Friday, April 11, 2008

Finished, and Huh?

So I've just now finished George Orwell's 1984 - good read.

And I'm all excited because I want to blog about some of the things I've kind of been thinking about, but then I began the afterword by a guy named Erich Fromm, and I'm already confused. You think you know a book until you begin reading criticisms...

Fromm says...

The Old Testament philosophy of history assumes that man grows and unfolds in history and eventually becomes what he potentially is. It assumes that he develops his powers of reason and love fully, and thus is enabled to grasp the world, being one with his fellow man and nature, at the same time preserving his individuality and his integrity. Universal peace and justice are the goals of man, and the prophets have faith that in spite of all errors and sins, eventually this "end of days" will arrive, symbolized by the figure of the Messiah.

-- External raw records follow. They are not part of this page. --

//! Image decoding.
//!
//! Accepts raw image bytes (PNG, JPEG, BMP, WebP) and produces the
//! [`DynamicImage`] a pipeline runs on. The pixel layout of the file is
//! kept: gray stays gray, alpha stays alpha.

use image::DynamicImage;

use crate::types::PipelineError;

/// Decode raw image bytes.
///
/// # Errors
///
/// Returns [`PipelineError::EmptyInput`] if `bytes` is empty.
/// Returns [`PipelineError::ImageDecode`] if the image format is
/// unrecognized or the data is corrupt.
pub fn decode(bytes: &[u8]) -> Result<DynamicImage, PipelineError> {
    if bytes.is_empty() {
        return Err(PipelineError::EmptyInput);
    }

    let image = image::load_from_memory(bytes)?;
    tracing::debug!(
        width = image.width(),
        height = image.height(),
        color = ?image.color(),
        "decoded input image"
    );
    Ok(image)
}

#[cfg(test)]
#[allow(clippy::unwrap_used)]
mod tests {
    use image::{ColorType, ExtendedColorType, ImageEncoder, codecs::png::PngEncoder};

    use super::*;

    fn png(pixels: &[u8], width: u32, height: u32, color: ExtendedColorType) -> Vec<u8> {
        let mut buf = Vec::new();
        PngEncoder::new(&mut buf)
            .write_image(pixels, width, height, color)
            .unwrap();
        buf
    }

    #[test]
    fn empty_input_returns_error() {
        assert!(matches!(decode(&[]), Err(PipelineError::EmptyInput)));
    }

    #[test]
    fn corrupt_bytes_returns_image_decode_error() {
        let result = decode(&[0xFF, 0xFE, 0x00, 0x01]);
        assert!(matches!(result, Err(PipelineError::ImageDecode(_))));
    }

    #[test]
    fn rgba_png_keeps_alpha() {
        let pixels = [10, 20, 30, 40].repeat(6);
        let image = decode(&png(&pixels, 3, 2, ExtendedColorType::Rgba8)).unwrap();
        assert_eq!(image.color(), ColorType::Rgba8);
        assert_eq!((image.width(), image.height()), (3, 2));
        assert_eq!(image.to_rgba8().get_pixel(2, 1).0, [10, 20, 30, 40]);
    }

    #[test]
    fn gray_png_stays_gray() {
        let image = decode(&png(&[7; 20], 5, 4, ExtendedColorType::L8)).unwrap();
        assert_eq!(image.color(), ColorType::L8);
        assert_eq!(image.to_luma8().get_pixel(4, 3).0[0], 7);
    }
}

This really doesn't make sense to me. I don't know if the problem is that this inaccurate or untrue, or if I just don't like the language he uses. This really doesn't have much to do with the book, it just stuck out to me as unusual. What do you think?

1 comment:

wellis68 said...

Of course, it's difficult to judge without a context, but some of this quote strikes me a probably wrong, and some of it strikes me as totally wrong.

First,
It seems, at least, to represents a particular theological/philosophical perspective on history (I can't remember what it's called, I'm tempted to attribute it to Hegel). A view which, at least at some level, seems to suggest that we're getting better and better, closer and closer to the ideal throughout history. Theoretically if people just "eventually" become our full potential, there is no climactic redemptive eschatological action on God's part. I think most of the Biblical narrative suggests a climactic event. I realize that he's trying to represent the Old Testament only, so he can try to make a case for this (but not in the New Testament, there's definitely a climactic eschatological event there).

Second,
On the other hand, he wants to affirm Messianic tradition (suggesting a climax), about which there was no overarching, agreed-upon, Jewish, theological stance. But again, "end of days" doesn't seem to have one dramatic event (like the judgment of God), it simply arrives as though naturally. The eschaton, in Scripture, seems to be anything but gradual or natural. It's disruptive of the way things are going and it's surprising. In formulating his case he's wrong to suggest that "the prophets have faith that in spite of all errors and sins, eventually this 'end of days' will arrive." Which prophets? Few of the prophets seemed to talk about anything in eschatological terms (leave that to the apocalyptic tradition). The prophets were speaking only to God's response to very specific systemic situations. They did not talk about the end of history as we know it. They didn't talk about eschaton. When they talked about the "day of the LORD" they meant judgment upon a specific situation, not upon the whole world and all of history. We need to keep a distinction between apocalyptic lit and prophetic lit. Inferences between the two can be made but the prophets don't talk about full-fledged eschatology. I could be wrong.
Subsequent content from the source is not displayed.